實驗以21 d為終點，根據Weaver’s 15分法和EAE小鼠由尾巴逐漸累及四肢的發病特點，當評分=0時，EAE小鼠沒有表現明顯運動障礙，設為0分組；當評分>0分且<6分時，小鼠肢體運動障礙多表現為輕癱或者步態不穩，設為低分組；當評分≥6分時，小鼠出現單側或者雙側肢體全癱或者累及雙側或單側前肢，設為高分組。通過對健康對照組和各組EAE小鼠體重、食量的記錄，觀察到EAE高分組和低分組小鼠在發病前會出現體重明顯下降，這與相關文獻描述一致[5，17]，0分組小鼠沒有觀察到典型的發病情況，體重也沒有明顯下降。在食量沒有明顯減少的情況下，高分組體重隨神經功能評分增加呈持續降低，而低分組體重逐漸趨近0分組和健康對照組，神經功能評分也逐漸降低。

通過在透射電子顯微鏡下觀察健康對照組和各組EAE小鼠髓鞘結構的變化，健康對照組髓鞘橫截面呈黑色環形，結構連續，無空泡、增粗和分層等損傷表現。EAE各組的髓鞘都有不同程度的損傷，以高分組髓鞘環形結構消失為最嚴重，這與高的神經功能評分相對應；低分組髓鞘明顯增粗、分層，結合該組神經功能評分在免疫后18 d降低的表現，推測該組更接近EAE的緩解狀態；值等注意的是0分組雖然神經功能評分為0分，但是電鏡下髓鞘結構不連續，且有空泡樣的破壞，說明單單只靠神經功能評分鑒別EAE的發病與否可能還欠完善。

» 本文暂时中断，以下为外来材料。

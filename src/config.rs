//! Configuration management with layered loading
//!
//! Precedence (lowest to highest):
//! 1. Compiled defaults
//! 2. Global config: `$XDG_CONFIG_HOME/outliner/outliner.toml`
//! 3. Local config: `<dir>/.outliner.toml` (`-C <dir>`, default cwd)
//! 4. Environment variables: `OUTLINER_*` prefix

use std::path::{Path, PathBuf};

use config::{Config, ConfigError, Environment};
use directories::ProjectDirs;
use serde::{Deserialize, Serialize};

use crate::application::ApplicationError;
use crate::domain::classifier::{CJK_ENUMERATION, CJK_PARENTHESIZED, DIGIT_PERIOD};
use crate::domain::{
    DomainResult, HeadingPattern, HeadingPatterns, KeySeparators, CONTENT_KEY_SEPARATOR,
    DEFAULT_INDENT, NUMBER_KEY_SEPARATOR,
};

/// One heading level: regex with numeral and title groups, plus the
/// punctuation that rebuilds the numbering token.
#[derive(Debug, Clone, Default, Serialize, Deserialize, PartialEq, Eq)]
#[serde(default)]
pub struct HeadingPatternConfig {
    pub pattern: String,
    pub prefix: String,
    pub suffix: String,
}

impl HeadingPatternConfig {
    pub fn new(pattern: &str, prefix: &str, suffix: &str) -> Self {
        Self {
            pattern: pattern.to_string(),
            prefix: prefix.to_string(),
            suffix: suffix.to_string(),
        }
    }
}

/// Raw settings for intermediate parsing (`None` means "not specified").
#[derive(Debug, Clone, Deserialize, Default)]
#[serde(default)]
pub struct RawSettings {
    pub headings: Option<Vec<HeadingPatternConfig>>,
    pub number_separator: Option<String>,
    pub content_separator: Option<String>,
    pub indent: Option<String>,
}

/// Unified configuration for outliner.
#[derive(Debug, Clone, Serialize, Deserialize, PartialEq, Eq)]
#[serde(default)]
pub struct Settings {
    /// Heading patterns, level 1 first
    pub headings: Vec<HeadingPatternConfig>,
    /// Joins numbering tokens in full number keys (default: "/")
    pub number_separator: String,
    /// Joins titles in content keys (default: "-")
    pub content_separator: String,
    /// Indent unit for extracted sections (default: four spaces)
    pub indent: String,
}

impl Default for Settings {
    fn default() -> Self {
        Self {
            headings: vec![
                HeadingPatternConfig::new(CJK_ENUMERATION, "", "、"),
                HeadingPatternConfig::new(CJK_PARENTHESIZED, "（", "）"),
                HeadingPatternConfig::new(DIGIT_PERIOD, "", "."),
            ],
            number_separator: NUMBER_KEY_SEPARATOR.to_string(),
            content_separator: CONTENT_KEY_SEPARATOR.to_string(),
            indent: DEFAULT_INDENT.to_string(),
        }
    }
}

/// Get the XDG config directory for outliner.
pub fn global_config_dir() -> Option<PathBuf> {
    ProjectDirs::from("", "", "outliner").map(|dirs| dirs.config_dir().to_path_buf())
}

/// Get the path to the global config file.
pub fn global_config_path() -> Option<PathBuf> {
    global_config_dir().map(|dir| dir.join("outliner.toml"))
}

/// Get the path to the local config file in a directory.
pub fn local_config_path(dir: &Path) -> PathBuf {
    dir.join(".outliner.toml")
}

/// Load a TOML file into RawSettings for manual merging.
fn load_raw_settings(path: &Path) -> Result<RawSettings, ApplicationError> {
    let content = std::fs::read_to_string(path).map_err(|e| ApplicationError::Config {
        message: format!("read {}: {}", path.display(), e),
    })?;
    toml::from_str(&content).map_err(|e| ApplicationError::Config {
        message: format!("parse {}: {}", path.display(), e),
    })
}

impl Settings {
    /// Merge overlay config onto self (base).
    ///
    /// Every field, the heading list included, is replaced when the overlay
    /// specifies it. The heading list is one unit: levels are positional, so
    /// merging two lists element-wise would renumber levels.
    fn merge_with(&self, overlay: &RawSettings) -> Self {
        Self {
            headings: overlay
                .headings
                .clone()
                .unwrap_or_else(|| self.headings.clone()),
            number_separator: overlay
                .number_separator
                .clone()
                .unwrap_or_else(|| self.number_separator.clone()),
            content_separator: overlay
                .content_separator
                .clone()
                .unwrap_or_else(|| self.content_separator.clone()),
            indent: overlay.indent.clone().unwrap_or_else(|| self.indent.clone()),
        }
    }

    /// Load settings with layered precedence.
    ///
    /// # Arguments
    /// * `local_dir` - Optional directory holding a `.outliner.toml`
    pub fn load(local_dir: Option<&Path>) -> Result<Self, ApplicationError> {
        Self::load_from(global_config_path().as_deref(), local_dir)
    }

    /// Load settings from an explicit global config file.
    ///
    /// Missing files are skipped; unreadable or malformed files are errors.
    pub fn load_from(global: Option<&Path>, local_dir: Option<&Path>) -> Result<Self, ApplicationError> {
        // 1. Start with defaults
        let mut current = Self::default();

        // 2. Global config
        if let Some(global_path) = global {
            if global_path.exists() {
                let raw = load_raw_settings(global_path)?;
                current = current.merge_with(&raw);
            }
        }

        // 3. Local config
        if let Some(dir) = local_dir {
            let local_path = local_config_path(dir);
            if local_path.exists() {
                let raw = load_raw_settings(&local_path)?;
                current = current.merge_with(&raw);
            }
        }

        // 4. Environment variables (explicit override)
        Self::apply_env_overrides(current)
    }

    /// Apply OUTLINER_* environment variables as explicit overrides.
    fn apply_env_overrides(mut settings: Self) -> Result<Self, ApplicationError> {
        let config = Config::builder()
            .add_source(
                Environment::with_prefix("OUTLINER")
                    .prefix_separator("_")
                    .separator("__"),
            )
            .build()
            .map_err(config_err)?;

        if let Ok(val) = config.get_string("number_separator") {
            settings.number_separator = val;
        }
        if let Ok(val) = config.get_string("content_separator") {
            settings.content_separator = val;
        }
        if let Ok(val) = config.get_string("indent") {
            settings.indent = val;
        }

        Ok(settings)
    }

    /// Compile the configured heading patterns, level 1 first.
    pub fn heading_patterns(&self) -> DomainResult<HeadingPatterns> {
        let patterns = self
            .headings
            .iter()
            .enumerate()
            .map(|(i, h)| HeadingPattern::new(i + 1, &h.pattern, h.prefix.as_str(), h.suffix.as_str()))
            .collect::<DomainResult<Vec<_>>>()?;
        HeadingPatterns::new(patterns)
    }

    pub fn key_separators(&self) -> DomainResult<KeySeparators> {
        KeySeparators::new(self.number_separator.as_str(), self.content_separator.as_str())
    }

    /// Show the effective configuration as TOML.
    pub fn to_toml(&self) -> Result<String, ApplicationError> {
        toml::to_string_pretty(self).map_err(|e| ApplicationError::Config {
            message: format!("serialize config: {e}"),
        })
    }

    /// Generate a template config file.
    pub fn template() -> String {
        r#"# outliner configuration
#
# Locations (by precedence, lowest to highest):
#   Global: ~/.config/outliner/outliner.toml
#   Local:  <dir>/.outliner.toml          (dir from -C, default cwd)
#   Env:    OUTLINER_NUMBER_SEPARATOR, OUTLINER_CONTENT_SEPARATOR, OUTLINER_INDENT
#
# A headings list REPLACES the inherited list as a whole.

# Separator between numbering tokens in full number keys
# number_separator = "/"

# Separator between titles in content keys
# content_separator = "-"

# Indent unit for extracted sections
# indent = "    "

# Heading levels, level 1 first. Group 1 captures the numeral,
# group 2 the title; prefix/suffix rebuild the numbering token.
#
# [[headings]]
# pattern = '^([一二三四五六七八九十]+)、\s*(\S.*)$'
# suffix = "、"
#
# [[headings]]
# pattern = '^（([一二三四五六七八九十]+)）\s*(\S.*)$'
# prefix = "（"
# suffix = "）"
#
# [[headings]]
# pattern = '^([0-9]+)\.\s*(\S.*)$'
# suffix = "."
#
# [[headings]]
# pattern = '^（([0-9]+)）\s*(\S.*)$'
# prefix = "（"
# suffix = "）"
"#
        .to_string()
    }
}

fn config_err(e: ConfigError) -> ApplicationError {
    ApplicationError::Config {
        message: e.to_string(),
    }
}

#[cfg(test)]
mod tests {
    use super::*;

    #[test]
    fn given_defaults_when_compiling_then_three_levels() {
        let settings = Settings::default();
        let patterns = settings.heading_patterns().expect("default patterns");
        assert_eq!(patterns.len(), 3);
        assert_eq!(settings.key_separators().unwrap(), KeySeparators::default());
    }

    #[test]
    fn given_overlay_with_separator_when_merging_then_only_that_field_changes() {
        let base = Settings::default();
        let overlay = RawSettings {
            content_separator: Some(" > ".to_string()),
            ..RawSettings::default()
        };

        let result = base.merge_with(&overlay);

        assert_eq!(result.content_separator, " > ");
        assert_eq!(result.number_separator, "/");
        assert_eq!(result.headings, base.headings);
    }

    #[test]
    fn given_overlay_with_headings_when_merging_then_replaces_whole_list() {
        let base = Settings::default();
        let overlay = RawSettings {
            headings: Some(vec![HeadingPatternConfig::new(DIGIT_PERIOD, "", ".")]),
            ..RawSettings::default()
        };

        let result = base.merge_with(&overlay);

        assert_eq!(result.headings.len(), 1);
        assert_eq!(result.heading_patterns().unwrap().len(), 1);
    }

    #[test]
    fn given_invalid_pattern_when_compiling_then_errors() {
        let settings = Settings {
            headings: vec![HeadingPatternConfig::new("^(unclosed", "", "")],
            ..Settings::default()
        };
        assert!(settings.heading_patterns().is_err());
    }

    #[test]
    fn given_empty_headings_when_compiling_then_errors() {
        let settings = Settings {
            headings: vec![],
            ..Settings::default()
        };
        assert!(settings.heading_patterns().is_err());
    }

    #[test]
    fn given_settings_when_serializing_then_round_trips_through_toml() {
        let settings = Settings::default();
        let text = settings.to_toml().unwrap();
        let raw: RawSettings = toml::from_str(&text).unwrap();
        assert_eq!(Settings::default().merge_with(&raw), settings);
    }

    #[test]
    fn given_template_when_parsing_then_is_valid_toml() {
        let raw: RawSettings = toml::from_str(&Settings::template()).unwrap();
        assert!(raw.headings.is_none());
    }
}
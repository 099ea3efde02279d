//! Integration tests for content-key lookup and section extraction.

use rstest::rstest;

use outliner::domain::{group_lines, OutlineBuilder, DEFAULT_INDENT};
use outliner::util::testing::{init_test_setup, SAMPLE_OUTLINE};

#[ctor::ctor]
fn init() {
    init_test_setup();
}

#[rstest]
#[case("总体情况", Some("一、"))]
#[case("总体情况-支出情况", Some("（二）"))]
#[case("总体情况-收入情况-主营业务", Some("1."))]
#[case("收入情况", None)]
#[case("", None)]
fn given_content_key_when_finding_then_returns_matching_heading(
    #[case] key: &str,
    #[case] number: Option<&str>,
) {
    let outline = OutlineBuilder::default().build(SAMPLE_OUTLINE);

    let found = outline.find_node_by_content_key(key).map(|n| n.number_key.as_str());

    assert_eq!(found, number);
}

#[test]
fn given_section_with_subsections_when_extracting_then_indents_by_depth() {
    let outline = OutlineBuilder::default().build(SAMPLE_OUTLINE);

    let lines = outline.extract_section("总体情况-收入情况", "  ");

    assert_eq!(
        lines,
        vec![
            "（一） 收入情况",
            "  |项目|金额|",
            "  |主营收入|100w|",
            "  1. 主营业务",
            "    主营业务占比最高。",
        ]
    );
}

#[test]
fn given_heading_without_body_when_extracting_then_single_heading_line() {
    let outline = OutlineBuilder::default().build(&["一、A", "（一）B", "二、C"]);

    let lines = outline.extract_section("A-B", DEFAULT_INDENT);

    assert_eq!(lines, vec!["（一） B"]);
}

#[test]
fn given_unknown_key_when_extracting_then_empty() {
    let outline = OutlineBuilder::default().build(SAMPLE_OUTLINE);
    assert!(outline.extract_section("不存在", DEFAULT_INDENT).is_empty());
}

#[test]
fn given_outline_when_rendering_keys_then_body_lines_follow_heading() {
    let outline = OutlineBuilder::default().build(&["一、A", "text", "（一）B"]);

    let lines = outline.render_keys("  ");

    assert_eq!(lines, vec!["[一、]  A", "  └─ text", "  [一、/（一）]  A-B"]);
}

#[test]
fn given_repeated_wording_when_finding_then_first_match_wins_and_duplicates_reported() {
    let outline = OutlineBuilder::default().build(&["一、A", "（一）X", "二、A", "（一）Y"]);

    let first = outline.find_node_by_content_key("A").unwrap();
    assert_eq!(first.number_key, "一、");
    assert_eq!(outline.find_all_by_content_key("A").len(), 2);
    assert_eq!(outline.duplicate_content_keys(), vec!["A".to_string()]);
    // second A's children are still reachable under the shared key prefix
    assert!(outline.find_by_content_key("A-Y").is_some());
}

#[test]
fn given_section_body_with_table_when_grouping_then_table_block_separated() {
    let outline = OutlineBuilder::default().build(SAMPLE_OUTLINE);
    let sections = outline.section_map();

    let (_, contents) = sections
        .iter()
        .find(|(key, _)| key == "总体情况-收入情况")
        .unwrap();
    let blocks = group_lines(contents);

    assert_eq!(blocks.len(), 1);
    assert!(blocks[0].is_table());
    assert_eq!(blocks[0].lines().len(), 2);
}
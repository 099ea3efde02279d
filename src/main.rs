use clap::Parser;
use outliner::cli::args::Cli;
use outliner::cli::commands::execute_command;
use outliner::cli::output;
use tracing::level_filters::LevelFilter;
use tracing_subscriber::fmt::format::FmtSpan;
use tracing_subscriber::layer::SubscriberExt;
use tracing_subscriber::util::SubscriberInitExt;
use tracing_subscriber::{fmt, Layer};

fn main() {
    let cli = Cli::parse();

    setup_logging(cli.debug);

    if let Err(e) = execute_command(&cli) {
        output::error(&e);
        std::process::exit(e.exit_code());
    }
}

fn setup_logging(verbosity: u8) {
    let filter = match verbosity {
        0 => LevelFilter::WARN,
        1 => LevelFilter::INFO,
        2 => LevelFilter::DEBUG,
        3 => LevelFilter::TRACE,
        _ => {
            eprintln!("Don't be crazy, max is -d -d -d");
            LevelFilter::TRACE
        }
    };

    // Formatted output on stderr, stdout carries outline data
    let fmt_layer = fmt::layer()
        .with_writer(std::io::stderr)
        .with_target(true)
        .with_thread_names(false)
        .with_span_events(FmtSpan::CLOSE);

    tracing_subscriber::registry()
        .with(fmt_layer.with_filter(filter))
        .init();

    match filter {
        LevelFilter::INFO => tracing::info!("Debug mode: info"),
        LevelFilter::DEBUG => tracing::debug!("Debug mode: debug"),
        LevelFilter::TRACE => tracing::debug!("Debug mode: trace"),
        _ => {}
    }
}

根據電鏡結果提示EAE高分組髓鞘破壞最嚴重，所以實驗選擇對EAE高分組和健康對照小鼠的皮質、白質、小腦、腦干、脊髓的VDR蛋白表達進行檢測，發現所檢測部位的VDR蛋白表達均呈下降趨勢，但是在腦干、脊髓下降趨勢顯著，這與EAE在腦干和脊髓病變最為顯著的結果相一致[12]。

接下來，考慮到EAE小鼠免疫后首發無力癥狀均表現在尾部，然后累及雙后肢，且VDR在脊髓下降趨勢更顯著，所以實驗進一步選擇脊髓為主要研究部位，對EAE 0分組、高分組、低分組脊髓組織VDR蛋白表達進行檢測，并兩兩比較，發現VDR在EAE各組的脊髓組織中都低于健康對照組，EAE各組之間VDR蛋白表達水平兩兩比較后，發現0分組、高分組、低分組呈逐漸下降趨勢。VDR的表達水平與EAE病情程度的關系需要進一步實驗說明。

本次研究分別檢測了VDR在EAE小鼠腦和脊髓的表達情況，以及EAE各組神經功能評分的小鼠脊髓組織的表達水平，有助于完善我們對EAE小鼠模型中VDR的認識；同時為尋找1α，25-(OH)2D3的最佳治療時機和VDR表達之間的相關性提供理論依據，也為后期EAE進行進一步的1α，25-(OH)2D3干預實驗和更多的臨床分析研究提供參考。